**Listed entries:**

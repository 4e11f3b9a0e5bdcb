//! Angular extractor: decorated component classes with markup templates.

use std::fs;
use std::path::Path;
use std::sync::LazyLock;

use regex::Regex;
use storydoc_csf::{scan, string_literal};

use crate::doc::{non_empty, ComponentDoc, PropertyDoc};
use crate::framework::Framework;
use crate::traits::ComponentExtractor;

/// Extracts docs from `@Component` classes.
#[derive(Debug, Default)]
pub struct AngularExtractor;

impl ComponentExtractor for AngularExtractor {
    fn framework(&self) -> Framework {
        Framework::MarkupTemplate
    }

    fn extensions(&self) -> &[&'static str] {
        &["ts"]
    }

    fn extract(&self, source: &str, path: &Path) -> Option<ComponentDoc> {
        let decorator = COMPONENT_DECORATOR_RE.find(source)?;
        let open = decorator.end() - 1;
        let close = scan::find_matching(source, open)?;
        let config = &source[open..=close];

        let selector = scan::object_value(config, "selector").and_then(string_literal);
        let template = scan::object_value(config, "template")
            .and_then(template_text)
            .or_else(|| {
                let url = scan::object_value(config, "templateUrl").and_then(string_literal)?;
                let html = fs::read_to_string(path.parent()?.join(url)).ok()?;
                non_empty(&html)
            });

        let class_body = &source[close..];
        let name = CLASS_RE.captures(class_body).map(|c| c[1].to_string());

        Some(ComponentDoc {
            name,
            selector,
            template,
            component_code: non_empty(&source[decorator.start()..]),
            properties: extract_inputs(source),
            description: scan::comment_before(source, decorator.start()),
        })
    }
}

static COMPONENT_DECORATOR_RE: LazyLock<Regex> = LazyLock::new(|| {
    Regex::new(r"@Component\s*\(\s*\{").expect("Invalid component decorator regex")
});

static CLASS_RE: LazyLock<Regex> = LazyLock::new(|| {
    Regex::new(r"class\s+([A-Za-z_$][\w$]*)").expect("Invalid class regex")
});

static INPUT_DECORATOR_RE: LazyLock<Regex> = LazyLock::new(|| {
    // @Input() label: string = 'Button';
    // @Input('aria-label') @HostBinding() ariaLabel?: string;
    Regex::new(
        r"@Input\s*\(([^)]*)\)\s*(?:@\w+\([^)]*\)\s*)*(?:(?:public|protected|readonly|override|declare)\s+)*([A-Za-z_$][\w$]*)\s*[?!]?\s*(?::\s*([^=;\n]+?))?\s*(?:=\s*([^;\n]+?))?\s*;",
    )
    .expect("Invalid input decorator regex")
});

static SIGNAL_INPUT_RE: LazyLock<Regex> = LazyLock::new(|| {
    // label = input<string>('Button');
    // size = input.required<'small' | 'large'>();
    Regex::new(
        r"(?m)^[ \t]*(?:(?:public|protected|readonly|override)\s+)*([A-Za-z_$][\w$]*)\s*=\s*(?:input|model)(\.required)?\s*(?:<(.+?)>)?\s*\(",
    )
    .expect("Invalid signal input regex")
});

static ALIAS_RE: LazyLock<Regex> = LazyLock::new(|| {
    Regex::new(r#"alias\s*:\s*['"]([^'"]+)['"]"#).expect("Invalid alias regex")
});

/// Inline templates keep their text even with `${}` interpolation.
fn template_text(value: &str) -> Option<String> {
    string_literal(value).or_else(|| {
        let value = value.trim();
        let inner = value.strip_prefix('`')?.strip_suffix('`')?;
        non_empty(inner)
    })
}

/// Collect `@Input()` fields and signal inputs in source order.
fn extract_inputs(source: &str) -> Vec<PropertyDoc> {
    let mut found: Vec<(usize, PropertyDoc)> = Vec::new();

    for cap in INPUT_DECORATOR_RE.captures_iter(source) {
        let Some(whole) = cap.get(0) else { continue };
        let args = cap[1].trim();
        let alias = string_literal(args)
            .or_else(|| ALIAS_RE.captures(args).map(|c| c[1].to_string()));

        found.push((
            whole.start(),
            PropertyDoc {
                name: alias.unwrap_or_else(|| cap[2].to_string()),
                ty: cap.get(3).and_then(|m| non_empty(m.as_str())),
                default_value: cap.get(4).and_then(|m| non_empty(m.as_str())),
                description: scan::comment_before(source, whole.start()),
            },
        ));
    }

    for cap in SIGNAL_INPUT_RE.captures_iter(source) {
        let Some(whole) = cap.get(0) else { continue };
        let open = whole.end() - 1;
        let required = cap.get(2).is_some();

        let args = scan::find_matching(source, open)
            .map(|close| scan::split_top_level(&source[open + 1..close], b','))
            .unwrap_or_default();
        let default_value = (!required)
            .then(|| args.first().and_then(|first| non_empty(first)))
            .flatten();
        let alias = args
            .iter()
            .find_map(|arg| ALIAS_RE.captures(arg).map(|c| c[1].to_string()));

        // Skip to the first non-blank character for the doc comment lookup.
        let start = whole.start() + (whole.len() - whole.as_str().trim_start().len());
        found.push((
            start,
            PropertyDoc {
                name: alias.unwrap_or_else(|| cap[1].to_string()),
                ty: cap.get(3).and_then(|m| non_empty(m.as_str())),
                default_value,
                description: scan::comment_before(source, start),
            },
        ));
    }

    found.sort_by_key(|(pos, _)| *pos);
    found.into_iter().map(|(_, prop)| prop).collect()
}

#[cfg(test)]
mod tests {
    use super::*;
    use pretty_assertions::assert_eq;
    use tempfile::TempDir;

    const BUTTON: &str = r#"import { Component, EventEmitter, Input, Output } from '@angular/core';
import { CommonModule } from '@angular/common';

/**
 * Primary UI component for user interaction
 */
@Component({
  selector: 'app-button',
  standalone: true,
  imports: [CommonModule],
  template: `<button type="button" (click)="onClick.emit($event)" [ngClass]="classes">
  {{ label }}
</button>`,
  styleUrls: ['./button.css'],
})
export class ButtonComponent {
  /** Is this the principal call to action on the page? */
  @Input()
  primary = false;

  /** How large should the button be? */
  @Input()
  size: 'small' | 'medium' | 'large' = 'medium';

  /**
   * Button contents
   *
   * @required
   */
  @Input()
  label = 'Button';

  @Input('aria-label') ariaLabel?: string;

  @Input({ required: true }) variant!: string;

  /** Optional click handler */
  @Output()
  onClick = new EventEmitter<Event>();
}
"#;

    fn extract(source: &str) -> Option<ComponentDoc> {
        AngularExtractor.extract(source, Path::new("button.component.ts"))
    }

    #[test]
    fn extracts_selector_template_and_name() {
        let doc = extract(BUTTON).unwrap();

        assert_eq!(doc.selector.as_deref(), Some("app-button"));
        assert_eq!(doc.name.as_deref(), Some("ButtonComponent"));
        assert!(doc.template.as_deref().unwrap().starts_with("<button type=\"button\""));
        assert_eq!(
            doc.description.as_deref(),
            Some("Primary UI component for user interaction")
        );
        assert!(doc.component_code.as_deref().unwrap().starts_with("@Component({"));
        assert!(doc.component_code.as_deref().unwrap().ends_with('}'));
    }

    #[test]
    fn extracts_decorated_inputs() {
        let doc = extract(BUTTON).unwrap();
        let names: Vec<_> = doc.properties.iter().map(|p| p.name.as_str()).collect();

        assert_eq!(names, vec!["primary", "size", "label", "aria-label", "variant"]);

        let size = doc.property("size").unwrap();
        assert_eq!(size.ty.as_deref(), Some("'small' | 'medium' | 'large'"));
        assert_eq!(size.default_value.as_deref(), Some("'medium'"));
        assert_eq!(size.description.as_deref(), Some("How large should the button be?"));

        let primary = doc.property("primary").unwrap();
        assert_eq!(primary.ty, None);
        assert_eq!(primary.default_value.as_deref(), Some("false"));

        assert_eq!(doc.property("label").unwrap().description.as_deref(), Some("Button contents"));
        assert_eq!(doc.property("variant").unwrap().ty.as_deref(), Some("string"));
        assert!(doc.property("onClick").is_none());
    }

    #[test]
    fn extracts_signal_inputs() {
        let source = r#"
@Component({ selector: 'app-badge', template: '<span>{{ text() }}</span>' })
export class BadgeComponent {
  /** Badge text */
  text = input<string>('New');
  tone = input.required<'info' | 'warn'>();
  count = input(0, { alias: 'badgeCount' });
}
"#;
        let doc = extract(source).unwrap();

        assert_eq!(doc.template.as_deref(), Some("<span>{{ text() }}</span>"));
        assert_eq!(
            doc.properties,
            vec![
                PropertyDoc {
                    name: "text".into(),
                    ty: Some("string".into()),
                    default_value: Some("'New'".into()),
                    description: Some("Badge text".into()),
                },
                PropertyDoc {
                    name: "tone".into(),
                    ty: Some("'info' | 'warn'".into()),
                    default_value: None,
                    description: None,
                },
                PropertyDoc {
                    name: "badgeCount".into(),
                    ty: None,
                    default_value: Some("0".into()),
                    description: None,
                },
            ]
        );
    }

    #[test]
    fn reads_external_template() {
        let temp = TempDir::new().unwrap();
        let path = temp.path().join("card.component.ts");
        fs::write(temp.path().join("card.component.html"), "<div class=\"card\"></div>\n").unwrap();
        let source = r#"@Component({
  selector: 'app-card',
  templateUrl: './card.component.html',
})
export class CardComponent {}"#;

        let doc = AngularExtractor.extract(source, &path).unwrap();

        assert_eq!(doc.template.as_deref(), Some("<div class=\"card\"></div>"));
        assert!(doc.properties.is_empty());
    }

    #[test]
    fn missing_template_file_leaves_template_empty() {
        let source = "@Component({ selector: 'app-x', templateUrl: './nope.html' })\nexport class X {}";
        let doc = extract(source).unwrap();

        assert_eq!(doc.selector.as_deref(), Some("app-x"));
        assert_eq!(doc.template, None);
    }

    #[test]
    fn no_component_decorator() {
        assert_eq!(extract("export class Plain {}"), None);
        assert_eq!(extract("@Component({ selector: 'broken'"), None);
    }
}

**Task objective:** When the entries above show the word "ButtonComponent" in a line, copy that line out.

**Task output:**
export class ButtonComponent {
        assert_eq!(doc.name.as_deref(), Some("ButtonComponent"));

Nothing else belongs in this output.